I can’t tell you how to roll your wheelchair. Can’t even tell you how to be blind. Certainly haven’t a clue about inspiring people. But I know two things for sure: sequestration is harming the elderly and people with disabilities and the negotiations underway in DC are going to do more harm because the Obama administration has firmly put medicare and medicaid on the table for serious cutting. These are bad times for our nation’s most vulnerable citizens.
On the flip side I know a blind man who climbs mountains with his guide dog. People love this story. It gets good media. Now I’m starting to wonder if blind people should scale the Washington Monument. What will it take to awaken the public to the plight of the needy? We spend more time lamenting the fates of people on stalled cruise ships or worrying about Lindsey Lohan’s days in court than the prospect of people in need being thrown to the wolves.

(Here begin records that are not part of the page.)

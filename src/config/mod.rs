//! Viewer configuration.
//!
//! Resolution follows the precedence chain: hardcoded defaults, then the
//! TOML config file, then `JOLV_*` environment overrides.

pub mod loader;

pub use loader::{
    apply_env_overrides, load_config, resolve, ConfigError, ConfigFile, ViewerConfig,
};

One wonders if the eugenics movement has come around again–or if it never left. The easy and collective shoulder shrugging when news arrives about the euthanizing of blind-deaf twins in Belgium tells a frightening cultural story: we’re weary of “those people” and want to send them packing and if they want to send themselves packing so much the better. Is that where we are? Oh dear.

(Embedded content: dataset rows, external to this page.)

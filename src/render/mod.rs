//! Render surface contract and the plain-text reference implementation.

use async_trait::async_trait;
use std::io;

use crate::model::JobEvent;

/// The materialized subset of lines the viewer currently shows.
///
/// Every mutation reports the resulting total line count so the caller can
/// keep its window accounting aligned. Implementations must preserve line
/// ordering and never reorder across append/prepend boundaries.
#[async_trait]
pub trait RenderSurface: Send {
    /// Append `events` below the current content. Returns the new total
    /// line count.
    async fn append(&mut self, events: &[JobEvent]) -> io::Result<usize>;
    /// Prepend `events` above the current content. Returns the new total
    /// line count.
    async fn prepend(&mut self, events: &[JobEvent]) -> io::Result<usize>;
    /// Drop all content.
    async fn clear(&mut self) -> io::Result<()>;
    /// Drop `lines` lines from the bottom. Returns the new total line count.
    async fn pop(&mut self, lines: usize) -> io::Result<usize>;
    /// Drop `lines` lines from the top. Returns the new total line count.
    async fn shift(&mut self, lines: usize) -> io::Result<usize>;
}

/// [`RenderSurface`] over a plain line buffer.
///
/// Hosts with a real widget tree implement the trait against it; this one
/// backs tests, replays, and dump-to-terminal embeddings.
#[derive(Debug, Default)]
pub struct TextSurface {
    lines: Vec<String>,
}

impl TextSurface {
    /// Create an empty surface.
    pub fn new() -> Self {
        Self::default()
    }

    /// The materialized lines, top to bottom.
    pub fn lines(&self) -> &[String] {
        &self.lines
    }

    fn rendered(events: &[JobEvent]) -> Vec<String> {
        events
            .iter()
            .flat_map(|event| event.stdout.lines().map(str::to_owned))
            .collect()
    }
}

#[async_trait]
impl RenderSurface for TextSurface {
    async fn append(&mut self, events: &[JobEvent]) -> io::Result<usize> {
        self.lines.extend(Self::rendered(events));
        Ok(self.lines.len())
    }

    async fn prepend(&mut self, events: &[JobEvent]) -> io::Result<usize> {
        let mut rendered = Self::rendered(events);
        rendered.append(&mut self.lines);
        self.lines = rendered;
        Ok(self.lines.len())
    }

    async fn clear(&mut self) -> io::Result<()> {
        self.lines.clear();
        Ok(())
    }

    async fn pop(&mut self, lines: usize) -> io::Result<usize> {
        let keep = self.lines.len().saturating_sub(lines);
        self.lines.truncate(keep);
        Ok(self.lines.len())
    }

    async fn shift(&mut self, lines: usize) -> io::Result<usize> {
        let drop = lines.min(self.lines.len());
        self.lines.drain(..drop);
        Ok(self.lines.len())
    }
}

A story by Michelle Diament over at Disability Scoop relates how physicians’ offices in the United States remain inaccessible to patients with disabilities some two decades after the passage of the ADA. Talk about a cultural divide. If you can afford health care you still can’t get it.
Meanwhile a story at the Brooklyn Eagle highlights a lawsuit being filed by people with disabilities against the City of New York. During Hurricane Irene many pwds discovered inaccessible shelters.
We have to fight back both in cultural terms and in the pragmatics of living dignified lives.